Tuesday, 14 November 2017

Telnet, my Telnet - Or macOS High Sierra, what have you done ?

This harks back to a VERY old post: -

which was penned back in 2010.

Since I've upgraded to macOS High Sierra, I've lost the FTP and Telnet clients.

Ordinarily that wouldn't be a problem but ….

Telnet is often useful for testing ports e.g. telnet localhost 9443.

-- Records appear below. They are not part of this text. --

//! Email notifications, sent fire-and-forget.

mod ses;
mod templates;

use std::sync::Arc;

use async_trait::async_trait;
use tracing::{debug, info, warn};

pub use ses::SesNotifier;
pub use templates::{Email, Notification};

#[async_trait]
pub trait Notifier: Send + Sync {
    async fn send(&self, email: &Email) -> anyhow::Result<()>;
}

/// Writes emails to the log instead of delivering them.
#[derive(Debug, Default, Clone)]
pub struct LogNotifier;

#[async_trait]
impl Notifier for LogNotifier {
    async fn send(&self, email: &Email) -> anyhow::Result<()> {
        info!(to = %email.to, subject = %email.subject, "email (log only)");
        debug!(body = %email.body, "email body");
        Ok(())
    }
}

/// Renders `notification` for `to` and sends it on a detached task.
/// Failures are logged and never reach the caller.
pub fn dispatch(notifier: Arc<dyn Notifier>, to: &str, notification: Notification) {
    let kind = notification.kind();
    let email = notification.render(to);
    tokio::spawn(async move {
        match notifier.send(&email).await {
            Ok(()) => debug!(kind, to = %email.to, "notification sent"),
            Err(e) => warn!(kind, to = %email.to, error = %e, "notification failed"),
        }
    });
}

#[cfg(test)]
mod tests {
    use super::*;
    use tokio::sync::mpsc;

    struct Channel(mpsc::UnboundedSender<Email>);

    #[async_trait]
    impl Notifier for Channel {
        async fn send(&self, email: &Email) -> anyhow::Result<()> {
            self.0.send(email.clone())?;
            Ok(())
        }
    }

    struct Broken;

    #[async_trait]
    impl Notifier for Broken {
        async fn send(&self, _email: &Email) -> anyhow::Result<()> {
            anyhow::bail!("smtp down")
        }
    }

    #[tokio::test]
    async fn dispatch_delivers_in_background() {
        let (tx, mut rx) = mpsc::unbounded_channel();
        dispatch(
            Arc::new(Channel(tx)),
            "ada@example.com",
            Notification::CandidateAdded {
                candidate_name: "Ada".into(),
            },
        );
        let email = rx.recv().await.expect("email sent");
        assert_eq!(email.to, "ada@example.com");
        assert_eq!(email.subject, "You have been added as a candidate");
    }

    #[tokio::test]
    async fn dispatch_swallows_failures() {
        dispatch(
            Arc::new(Broken),
            "ada@example.com",
            Notification::Welcome {
                full_name: "Ada".into(),
            },
        );
        tokio::task::yield_now().await;
    }

    #[tokio::test]
    async fn log_notifier_accepts_everything() {
        let email = Notification::Welcome {
            full_name: "Ada".into(),
        }
        .render("ada@example.com");
        LogNotifier.send(&email).await.unwrap();
    }
}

Thankfully, we have a solution …. Netcat.


nc -vnzu 127.0.0.1 9080
found 0 associations
found 1 connections:
     1: flags=82<CONNECTED,PREFERRED>
outif (null)
src 127.0.0.1 port 59595
dst 127.0.0.1 port 9080
rank info not available

Connection to 127.0.0.1 port 9080 [udp/*] succeeded!

nc -vnzu 127.0.0.1 9443
found 0 associations
found 1 connections:
     1: flags=82<CONNECTED,PREFERRED>
outif (null)
src 127.0.0.1 port 54459
dst 127.0.0.1 port 9443
rank info not available

Connection to 127.0.0.1 port 9443 [udp/*] succeeded!

etc.

So it's a bit more fiddly !

So I hacked a solution !

alias 

alias hist='history | cut -c 8-'
alias telnet='nc -vnzu'


So now I can run: -

telnet 127.0.0.1 8443
found 0 associations
found 1 connections:
     1: flags=82<CONNECTED,PREFERRED>
outif (null)
src 127.0.0.1 port 52157
dst 127.0.0.1 port 8443
rank info not available

Connection to 127.0.0.1 port 8443 [udp/*] succeeded!

Bazinga!

2 comments:

Kenio Carvalho said...

You can get telnet again.
Install it using the command : brew install telnet

Dave Hay said...

Yeah, very good point, for which I thank you, Sir !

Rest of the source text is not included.